(DATA FOR ANALYSIS Opens)
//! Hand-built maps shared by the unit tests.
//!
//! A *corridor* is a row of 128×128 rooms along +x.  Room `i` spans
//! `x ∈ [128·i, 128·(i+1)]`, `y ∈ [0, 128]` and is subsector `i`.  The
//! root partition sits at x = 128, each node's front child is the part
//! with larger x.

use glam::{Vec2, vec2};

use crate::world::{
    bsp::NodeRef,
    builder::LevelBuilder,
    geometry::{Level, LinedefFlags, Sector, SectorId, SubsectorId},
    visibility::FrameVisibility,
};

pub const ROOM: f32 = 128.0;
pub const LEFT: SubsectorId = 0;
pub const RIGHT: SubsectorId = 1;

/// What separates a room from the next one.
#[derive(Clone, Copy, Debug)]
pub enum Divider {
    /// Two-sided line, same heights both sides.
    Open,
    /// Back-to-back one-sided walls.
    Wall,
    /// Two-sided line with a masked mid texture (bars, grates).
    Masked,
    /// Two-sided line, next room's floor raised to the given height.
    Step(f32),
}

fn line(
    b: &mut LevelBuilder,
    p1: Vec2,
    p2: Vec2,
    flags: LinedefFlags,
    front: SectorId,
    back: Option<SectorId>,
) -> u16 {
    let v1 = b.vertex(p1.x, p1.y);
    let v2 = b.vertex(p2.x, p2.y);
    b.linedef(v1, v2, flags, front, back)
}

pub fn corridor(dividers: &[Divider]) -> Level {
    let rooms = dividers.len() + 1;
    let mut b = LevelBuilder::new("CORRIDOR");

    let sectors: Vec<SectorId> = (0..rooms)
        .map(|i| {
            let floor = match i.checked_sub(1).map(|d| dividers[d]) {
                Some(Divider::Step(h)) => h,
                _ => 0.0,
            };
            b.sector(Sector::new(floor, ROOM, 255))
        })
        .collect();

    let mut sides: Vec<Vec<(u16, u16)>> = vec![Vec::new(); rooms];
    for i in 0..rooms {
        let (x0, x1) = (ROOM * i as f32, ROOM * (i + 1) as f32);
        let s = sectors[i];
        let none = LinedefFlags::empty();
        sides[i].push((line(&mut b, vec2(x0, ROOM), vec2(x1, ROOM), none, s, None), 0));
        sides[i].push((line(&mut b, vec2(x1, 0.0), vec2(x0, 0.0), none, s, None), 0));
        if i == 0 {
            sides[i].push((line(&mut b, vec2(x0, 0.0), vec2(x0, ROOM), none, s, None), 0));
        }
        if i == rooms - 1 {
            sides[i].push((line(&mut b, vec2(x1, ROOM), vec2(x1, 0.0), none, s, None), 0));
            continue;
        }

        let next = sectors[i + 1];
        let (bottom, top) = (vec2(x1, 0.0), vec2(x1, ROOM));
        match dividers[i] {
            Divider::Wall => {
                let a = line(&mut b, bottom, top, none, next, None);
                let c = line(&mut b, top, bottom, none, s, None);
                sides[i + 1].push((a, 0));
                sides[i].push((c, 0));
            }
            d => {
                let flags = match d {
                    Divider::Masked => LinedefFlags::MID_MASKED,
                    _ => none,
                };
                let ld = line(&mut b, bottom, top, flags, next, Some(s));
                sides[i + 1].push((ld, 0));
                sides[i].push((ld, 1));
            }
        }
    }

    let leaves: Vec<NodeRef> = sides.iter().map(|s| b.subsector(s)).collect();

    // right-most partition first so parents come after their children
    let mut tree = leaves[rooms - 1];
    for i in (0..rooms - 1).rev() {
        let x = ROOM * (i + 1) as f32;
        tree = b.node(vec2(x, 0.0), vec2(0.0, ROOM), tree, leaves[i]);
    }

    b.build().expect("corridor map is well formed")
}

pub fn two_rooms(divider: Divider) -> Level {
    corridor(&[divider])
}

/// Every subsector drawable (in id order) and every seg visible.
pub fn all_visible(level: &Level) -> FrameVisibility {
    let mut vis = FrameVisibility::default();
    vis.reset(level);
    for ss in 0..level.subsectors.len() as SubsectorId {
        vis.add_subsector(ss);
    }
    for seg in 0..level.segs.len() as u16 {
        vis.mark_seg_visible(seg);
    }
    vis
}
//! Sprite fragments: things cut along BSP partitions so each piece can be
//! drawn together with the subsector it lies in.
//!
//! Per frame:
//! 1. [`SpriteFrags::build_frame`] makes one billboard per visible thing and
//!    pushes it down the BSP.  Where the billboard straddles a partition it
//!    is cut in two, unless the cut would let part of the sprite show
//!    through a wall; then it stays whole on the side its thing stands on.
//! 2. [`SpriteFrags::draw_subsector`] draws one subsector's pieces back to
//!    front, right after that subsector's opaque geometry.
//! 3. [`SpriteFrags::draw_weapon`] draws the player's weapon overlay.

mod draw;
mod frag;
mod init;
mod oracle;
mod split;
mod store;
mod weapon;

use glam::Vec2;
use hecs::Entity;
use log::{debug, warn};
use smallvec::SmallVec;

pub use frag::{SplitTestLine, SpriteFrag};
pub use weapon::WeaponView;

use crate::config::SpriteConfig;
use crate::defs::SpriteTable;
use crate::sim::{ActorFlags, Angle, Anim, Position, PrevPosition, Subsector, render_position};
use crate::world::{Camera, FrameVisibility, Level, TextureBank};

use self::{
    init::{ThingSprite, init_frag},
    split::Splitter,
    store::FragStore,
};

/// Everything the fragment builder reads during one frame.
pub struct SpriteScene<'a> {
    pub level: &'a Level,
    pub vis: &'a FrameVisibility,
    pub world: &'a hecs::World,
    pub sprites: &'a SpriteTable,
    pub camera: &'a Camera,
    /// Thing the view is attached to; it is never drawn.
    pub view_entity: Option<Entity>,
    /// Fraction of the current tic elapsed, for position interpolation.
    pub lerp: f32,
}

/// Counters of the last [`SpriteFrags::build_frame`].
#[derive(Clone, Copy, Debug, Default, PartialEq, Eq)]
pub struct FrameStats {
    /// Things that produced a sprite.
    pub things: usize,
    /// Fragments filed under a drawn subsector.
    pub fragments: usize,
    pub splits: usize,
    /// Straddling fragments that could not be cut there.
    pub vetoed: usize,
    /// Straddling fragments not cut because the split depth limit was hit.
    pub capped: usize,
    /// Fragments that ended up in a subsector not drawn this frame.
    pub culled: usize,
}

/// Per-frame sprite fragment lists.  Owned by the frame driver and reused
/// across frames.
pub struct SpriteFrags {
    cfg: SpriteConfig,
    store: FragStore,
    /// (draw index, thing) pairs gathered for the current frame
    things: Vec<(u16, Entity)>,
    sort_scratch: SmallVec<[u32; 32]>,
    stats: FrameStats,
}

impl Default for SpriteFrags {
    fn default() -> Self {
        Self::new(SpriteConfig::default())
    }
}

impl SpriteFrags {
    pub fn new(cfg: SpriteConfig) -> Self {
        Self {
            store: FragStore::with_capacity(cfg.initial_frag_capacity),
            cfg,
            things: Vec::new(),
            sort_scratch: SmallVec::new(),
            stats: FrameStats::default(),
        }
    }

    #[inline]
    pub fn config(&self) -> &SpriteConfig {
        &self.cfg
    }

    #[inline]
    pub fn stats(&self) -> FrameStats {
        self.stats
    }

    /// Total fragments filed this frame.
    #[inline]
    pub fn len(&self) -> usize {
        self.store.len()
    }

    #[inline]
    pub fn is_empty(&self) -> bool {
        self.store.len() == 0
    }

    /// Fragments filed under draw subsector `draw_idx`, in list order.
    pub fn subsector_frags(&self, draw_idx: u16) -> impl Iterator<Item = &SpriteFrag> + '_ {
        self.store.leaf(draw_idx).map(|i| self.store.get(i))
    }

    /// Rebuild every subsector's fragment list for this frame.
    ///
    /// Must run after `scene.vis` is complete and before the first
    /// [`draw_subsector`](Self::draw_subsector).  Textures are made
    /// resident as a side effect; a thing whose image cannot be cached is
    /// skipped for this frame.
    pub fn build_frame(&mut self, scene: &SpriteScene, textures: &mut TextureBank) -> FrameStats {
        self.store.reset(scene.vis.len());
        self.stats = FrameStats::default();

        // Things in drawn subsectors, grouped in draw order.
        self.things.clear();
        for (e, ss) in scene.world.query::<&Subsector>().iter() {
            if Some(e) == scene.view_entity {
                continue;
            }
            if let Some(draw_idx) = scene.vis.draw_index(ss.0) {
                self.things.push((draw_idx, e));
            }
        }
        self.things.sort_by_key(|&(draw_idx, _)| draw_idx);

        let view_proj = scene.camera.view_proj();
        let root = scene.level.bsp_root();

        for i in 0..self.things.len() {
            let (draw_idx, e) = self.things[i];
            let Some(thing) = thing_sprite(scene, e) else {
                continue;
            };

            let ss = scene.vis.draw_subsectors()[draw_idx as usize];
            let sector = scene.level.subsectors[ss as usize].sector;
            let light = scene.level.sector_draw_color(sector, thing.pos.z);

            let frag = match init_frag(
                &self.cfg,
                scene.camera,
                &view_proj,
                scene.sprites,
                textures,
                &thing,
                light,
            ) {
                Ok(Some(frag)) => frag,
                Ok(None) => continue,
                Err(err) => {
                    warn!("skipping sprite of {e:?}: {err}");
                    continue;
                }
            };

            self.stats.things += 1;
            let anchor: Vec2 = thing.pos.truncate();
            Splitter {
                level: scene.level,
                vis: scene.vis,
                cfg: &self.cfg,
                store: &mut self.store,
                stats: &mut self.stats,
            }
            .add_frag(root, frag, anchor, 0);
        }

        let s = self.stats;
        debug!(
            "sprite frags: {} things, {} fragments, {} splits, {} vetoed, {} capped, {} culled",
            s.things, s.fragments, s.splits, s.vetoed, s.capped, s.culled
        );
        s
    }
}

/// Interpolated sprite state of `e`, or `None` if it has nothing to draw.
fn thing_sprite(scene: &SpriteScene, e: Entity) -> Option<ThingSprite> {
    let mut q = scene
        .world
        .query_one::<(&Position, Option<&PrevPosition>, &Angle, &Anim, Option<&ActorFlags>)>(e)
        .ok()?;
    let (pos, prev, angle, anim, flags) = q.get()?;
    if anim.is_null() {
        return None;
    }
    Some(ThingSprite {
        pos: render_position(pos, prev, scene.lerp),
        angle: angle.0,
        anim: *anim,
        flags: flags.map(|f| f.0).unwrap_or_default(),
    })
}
(DATA FOR ANALYSIS Closes)
(DATA FOR ANALYSIS Opens)
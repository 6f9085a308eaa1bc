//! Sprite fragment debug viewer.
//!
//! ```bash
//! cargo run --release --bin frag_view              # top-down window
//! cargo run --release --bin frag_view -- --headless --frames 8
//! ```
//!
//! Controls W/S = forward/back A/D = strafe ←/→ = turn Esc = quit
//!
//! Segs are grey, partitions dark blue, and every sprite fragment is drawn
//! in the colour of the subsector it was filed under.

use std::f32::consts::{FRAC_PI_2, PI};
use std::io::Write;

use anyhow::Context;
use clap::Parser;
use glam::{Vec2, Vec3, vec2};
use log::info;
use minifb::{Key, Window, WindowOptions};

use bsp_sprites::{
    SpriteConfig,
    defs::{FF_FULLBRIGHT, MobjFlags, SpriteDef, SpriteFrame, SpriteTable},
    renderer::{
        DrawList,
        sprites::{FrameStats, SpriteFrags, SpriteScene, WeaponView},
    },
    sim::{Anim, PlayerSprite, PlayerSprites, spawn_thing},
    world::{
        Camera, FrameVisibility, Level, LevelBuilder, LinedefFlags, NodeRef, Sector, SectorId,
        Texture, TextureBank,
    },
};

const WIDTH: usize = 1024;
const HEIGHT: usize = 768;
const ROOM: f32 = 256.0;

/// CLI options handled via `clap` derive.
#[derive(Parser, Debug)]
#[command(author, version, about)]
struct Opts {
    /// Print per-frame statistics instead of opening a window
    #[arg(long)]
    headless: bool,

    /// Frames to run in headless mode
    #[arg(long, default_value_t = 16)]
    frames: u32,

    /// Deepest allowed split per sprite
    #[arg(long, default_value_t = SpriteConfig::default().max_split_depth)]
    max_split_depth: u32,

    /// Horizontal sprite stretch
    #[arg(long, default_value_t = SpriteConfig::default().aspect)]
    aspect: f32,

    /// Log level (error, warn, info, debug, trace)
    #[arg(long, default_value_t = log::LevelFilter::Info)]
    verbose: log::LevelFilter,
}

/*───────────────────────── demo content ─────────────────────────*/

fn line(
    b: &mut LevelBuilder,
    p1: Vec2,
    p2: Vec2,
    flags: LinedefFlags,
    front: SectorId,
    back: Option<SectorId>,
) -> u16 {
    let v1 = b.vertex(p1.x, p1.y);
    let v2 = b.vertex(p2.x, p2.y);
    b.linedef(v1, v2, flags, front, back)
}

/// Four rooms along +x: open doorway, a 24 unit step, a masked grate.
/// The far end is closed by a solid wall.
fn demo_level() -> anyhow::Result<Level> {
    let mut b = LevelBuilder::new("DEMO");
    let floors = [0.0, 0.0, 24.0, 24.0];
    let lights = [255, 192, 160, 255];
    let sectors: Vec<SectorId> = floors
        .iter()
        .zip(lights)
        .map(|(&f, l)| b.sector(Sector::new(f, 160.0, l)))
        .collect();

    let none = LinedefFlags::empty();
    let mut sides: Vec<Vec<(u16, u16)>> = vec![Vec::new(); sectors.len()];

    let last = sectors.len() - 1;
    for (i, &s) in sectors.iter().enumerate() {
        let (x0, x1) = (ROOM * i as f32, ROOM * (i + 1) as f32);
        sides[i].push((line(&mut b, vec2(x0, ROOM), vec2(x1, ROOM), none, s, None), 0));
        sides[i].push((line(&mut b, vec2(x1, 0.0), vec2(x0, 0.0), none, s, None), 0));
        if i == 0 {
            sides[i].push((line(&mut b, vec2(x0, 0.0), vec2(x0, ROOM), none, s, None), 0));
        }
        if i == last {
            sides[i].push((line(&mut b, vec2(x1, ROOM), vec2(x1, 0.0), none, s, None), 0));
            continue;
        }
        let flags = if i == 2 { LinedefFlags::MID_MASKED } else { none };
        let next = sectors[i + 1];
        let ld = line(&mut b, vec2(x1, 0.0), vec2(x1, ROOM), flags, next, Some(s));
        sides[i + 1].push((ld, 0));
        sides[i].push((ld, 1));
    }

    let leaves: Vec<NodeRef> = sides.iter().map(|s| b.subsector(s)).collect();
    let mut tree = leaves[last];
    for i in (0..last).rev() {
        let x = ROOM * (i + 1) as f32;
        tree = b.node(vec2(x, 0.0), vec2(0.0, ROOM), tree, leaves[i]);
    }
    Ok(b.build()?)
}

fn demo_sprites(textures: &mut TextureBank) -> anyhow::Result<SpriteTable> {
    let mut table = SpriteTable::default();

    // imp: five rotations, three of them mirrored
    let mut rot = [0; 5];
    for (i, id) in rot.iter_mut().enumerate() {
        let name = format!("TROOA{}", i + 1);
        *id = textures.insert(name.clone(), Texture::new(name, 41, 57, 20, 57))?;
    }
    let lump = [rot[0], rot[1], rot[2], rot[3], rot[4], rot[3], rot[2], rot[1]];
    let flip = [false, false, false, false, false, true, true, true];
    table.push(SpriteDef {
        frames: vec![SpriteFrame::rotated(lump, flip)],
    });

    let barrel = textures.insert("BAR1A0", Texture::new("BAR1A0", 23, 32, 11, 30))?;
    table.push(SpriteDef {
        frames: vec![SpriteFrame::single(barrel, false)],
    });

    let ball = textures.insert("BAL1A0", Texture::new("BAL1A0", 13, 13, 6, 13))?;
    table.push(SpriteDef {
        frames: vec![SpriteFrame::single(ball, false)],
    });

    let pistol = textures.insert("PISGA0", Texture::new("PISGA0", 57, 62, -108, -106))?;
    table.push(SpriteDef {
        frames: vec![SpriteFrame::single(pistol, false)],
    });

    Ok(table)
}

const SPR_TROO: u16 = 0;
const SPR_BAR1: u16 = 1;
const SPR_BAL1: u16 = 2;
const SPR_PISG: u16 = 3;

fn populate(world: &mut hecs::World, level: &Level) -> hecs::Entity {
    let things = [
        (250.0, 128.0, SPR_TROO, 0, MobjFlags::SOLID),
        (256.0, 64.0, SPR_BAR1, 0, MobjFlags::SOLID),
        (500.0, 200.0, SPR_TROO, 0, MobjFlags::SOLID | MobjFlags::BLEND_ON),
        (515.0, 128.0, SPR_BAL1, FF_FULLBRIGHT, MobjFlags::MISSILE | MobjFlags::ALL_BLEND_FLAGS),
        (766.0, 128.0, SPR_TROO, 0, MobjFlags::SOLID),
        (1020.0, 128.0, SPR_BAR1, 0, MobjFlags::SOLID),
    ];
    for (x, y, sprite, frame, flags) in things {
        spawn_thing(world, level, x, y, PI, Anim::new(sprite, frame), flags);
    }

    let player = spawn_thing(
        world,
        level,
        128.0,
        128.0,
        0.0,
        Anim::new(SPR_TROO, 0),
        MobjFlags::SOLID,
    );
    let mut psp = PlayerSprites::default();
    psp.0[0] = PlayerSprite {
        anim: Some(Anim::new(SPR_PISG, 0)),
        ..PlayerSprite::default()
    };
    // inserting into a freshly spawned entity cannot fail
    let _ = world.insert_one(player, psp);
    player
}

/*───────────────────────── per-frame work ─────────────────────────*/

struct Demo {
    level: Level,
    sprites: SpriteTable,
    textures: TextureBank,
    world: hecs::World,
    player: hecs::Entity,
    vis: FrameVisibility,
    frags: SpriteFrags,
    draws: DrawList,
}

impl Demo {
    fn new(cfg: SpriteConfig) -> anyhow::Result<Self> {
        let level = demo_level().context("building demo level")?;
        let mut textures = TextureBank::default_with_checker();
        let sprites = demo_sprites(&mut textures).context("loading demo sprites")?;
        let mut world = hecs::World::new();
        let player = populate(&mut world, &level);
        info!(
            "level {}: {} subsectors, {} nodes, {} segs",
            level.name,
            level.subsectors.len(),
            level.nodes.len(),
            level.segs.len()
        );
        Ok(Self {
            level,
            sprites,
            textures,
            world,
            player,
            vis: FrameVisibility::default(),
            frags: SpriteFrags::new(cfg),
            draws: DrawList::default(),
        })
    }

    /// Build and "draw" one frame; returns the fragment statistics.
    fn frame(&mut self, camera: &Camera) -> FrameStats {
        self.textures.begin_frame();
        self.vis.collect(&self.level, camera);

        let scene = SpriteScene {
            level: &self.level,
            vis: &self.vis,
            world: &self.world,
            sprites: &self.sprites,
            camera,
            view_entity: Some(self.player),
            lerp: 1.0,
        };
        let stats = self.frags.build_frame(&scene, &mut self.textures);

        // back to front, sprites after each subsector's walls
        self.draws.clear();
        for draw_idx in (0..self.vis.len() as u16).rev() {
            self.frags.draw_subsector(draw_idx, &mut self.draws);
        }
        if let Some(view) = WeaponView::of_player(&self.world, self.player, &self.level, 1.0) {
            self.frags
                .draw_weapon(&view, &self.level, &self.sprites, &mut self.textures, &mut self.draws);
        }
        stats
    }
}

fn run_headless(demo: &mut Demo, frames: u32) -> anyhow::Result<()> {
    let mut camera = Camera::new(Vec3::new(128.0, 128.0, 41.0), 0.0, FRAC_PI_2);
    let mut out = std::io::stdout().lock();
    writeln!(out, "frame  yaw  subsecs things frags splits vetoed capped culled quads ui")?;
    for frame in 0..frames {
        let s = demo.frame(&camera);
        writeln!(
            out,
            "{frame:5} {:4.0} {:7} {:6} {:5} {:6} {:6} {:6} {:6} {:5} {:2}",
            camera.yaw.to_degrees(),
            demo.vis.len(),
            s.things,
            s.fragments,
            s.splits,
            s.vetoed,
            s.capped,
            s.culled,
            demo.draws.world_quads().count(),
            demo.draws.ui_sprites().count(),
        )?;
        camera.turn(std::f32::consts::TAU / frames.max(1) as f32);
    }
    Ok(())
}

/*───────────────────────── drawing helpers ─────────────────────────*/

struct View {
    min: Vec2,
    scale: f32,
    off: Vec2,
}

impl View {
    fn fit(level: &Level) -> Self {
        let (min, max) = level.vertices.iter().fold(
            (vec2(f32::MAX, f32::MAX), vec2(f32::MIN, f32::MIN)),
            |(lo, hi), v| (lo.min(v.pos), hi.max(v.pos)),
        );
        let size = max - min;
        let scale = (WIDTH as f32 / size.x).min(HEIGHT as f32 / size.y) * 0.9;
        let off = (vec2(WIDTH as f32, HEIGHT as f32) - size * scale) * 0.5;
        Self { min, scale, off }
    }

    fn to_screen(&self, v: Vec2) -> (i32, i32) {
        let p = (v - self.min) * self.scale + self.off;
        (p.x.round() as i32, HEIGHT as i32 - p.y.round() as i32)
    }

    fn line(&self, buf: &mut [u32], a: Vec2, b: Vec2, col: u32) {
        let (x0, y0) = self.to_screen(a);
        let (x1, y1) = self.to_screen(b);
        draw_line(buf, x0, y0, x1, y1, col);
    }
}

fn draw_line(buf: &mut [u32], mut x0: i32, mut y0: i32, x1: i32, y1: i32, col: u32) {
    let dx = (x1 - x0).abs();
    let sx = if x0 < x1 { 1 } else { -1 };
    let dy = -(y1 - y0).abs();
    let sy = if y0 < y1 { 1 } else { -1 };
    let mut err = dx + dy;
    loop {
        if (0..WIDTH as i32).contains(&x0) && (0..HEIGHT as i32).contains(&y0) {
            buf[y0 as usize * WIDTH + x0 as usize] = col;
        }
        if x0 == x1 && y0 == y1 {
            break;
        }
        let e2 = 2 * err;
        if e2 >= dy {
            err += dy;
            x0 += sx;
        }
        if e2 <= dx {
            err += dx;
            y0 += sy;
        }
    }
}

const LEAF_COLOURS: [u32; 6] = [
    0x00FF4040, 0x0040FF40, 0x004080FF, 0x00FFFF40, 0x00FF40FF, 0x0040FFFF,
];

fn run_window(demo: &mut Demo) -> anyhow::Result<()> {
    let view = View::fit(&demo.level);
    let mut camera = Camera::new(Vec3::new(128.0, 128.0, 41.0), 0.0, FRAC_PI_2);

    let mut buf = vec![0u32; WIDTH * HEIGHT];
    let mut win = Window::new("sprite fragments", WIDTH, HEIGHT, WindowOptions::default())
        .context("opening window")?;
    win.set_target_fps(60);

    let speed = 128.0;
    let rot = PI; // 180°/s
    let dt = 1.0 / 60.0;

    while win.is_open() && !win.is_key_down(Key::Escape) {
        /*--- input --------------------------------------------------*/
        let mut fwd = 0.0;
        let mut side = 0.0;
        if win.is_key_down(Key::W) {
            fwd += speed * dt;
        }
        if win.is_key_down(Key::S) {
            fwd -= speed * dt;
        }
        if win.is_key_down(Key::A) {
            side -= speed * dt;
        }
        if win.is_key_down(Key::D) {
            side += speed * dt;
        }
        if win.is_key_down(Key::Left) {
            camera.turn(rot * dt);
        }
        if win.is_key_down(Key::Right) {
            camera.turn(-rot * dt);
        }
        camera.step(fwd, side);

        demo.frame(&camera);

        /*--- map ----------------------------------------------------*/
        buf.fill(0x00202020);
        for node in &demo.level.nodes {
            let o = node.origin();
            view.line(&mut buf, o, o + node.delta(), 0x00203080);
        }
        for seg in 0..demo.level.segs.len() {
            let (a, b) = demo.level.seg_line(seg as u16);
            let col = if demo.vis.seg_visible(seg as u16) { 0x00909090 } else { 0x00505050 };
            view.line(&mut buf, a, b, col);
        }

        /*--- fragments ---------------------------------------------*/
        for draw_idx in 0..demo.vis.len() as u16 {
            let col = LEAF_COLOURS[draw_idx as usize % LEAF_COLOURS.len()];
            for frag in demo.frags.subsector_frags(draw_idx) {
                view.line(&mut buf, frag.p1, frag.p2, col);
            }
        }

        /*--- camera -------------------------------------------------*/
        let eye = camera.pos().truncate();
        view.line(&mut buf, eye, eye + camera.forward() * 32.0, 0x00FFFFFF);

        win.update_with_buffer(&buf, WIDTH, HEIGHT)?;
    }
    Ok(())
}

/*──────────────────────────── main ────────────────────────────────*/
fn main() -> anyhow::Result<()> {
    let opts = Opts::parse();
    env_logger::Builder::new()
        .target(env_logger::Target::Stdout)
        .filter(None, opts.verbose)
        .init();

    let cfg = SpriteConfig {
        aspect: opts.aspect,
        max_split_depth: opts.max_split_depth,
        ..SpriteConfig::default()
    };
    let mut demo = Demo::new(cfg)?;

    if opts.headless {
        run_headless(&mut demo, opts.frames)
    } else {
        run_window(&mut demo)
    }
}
(DATA FOR ANALYSIS Closes)
## [WHAT NEEDS TO BE DONE]
The word to find is "current". Copy every line of the records that holds it.

## [ANSWER SECTION]
    /// Fraction of the current tic elapsed, for position interpolation.
    /// (draw index, thing) pairs gathered for the current frame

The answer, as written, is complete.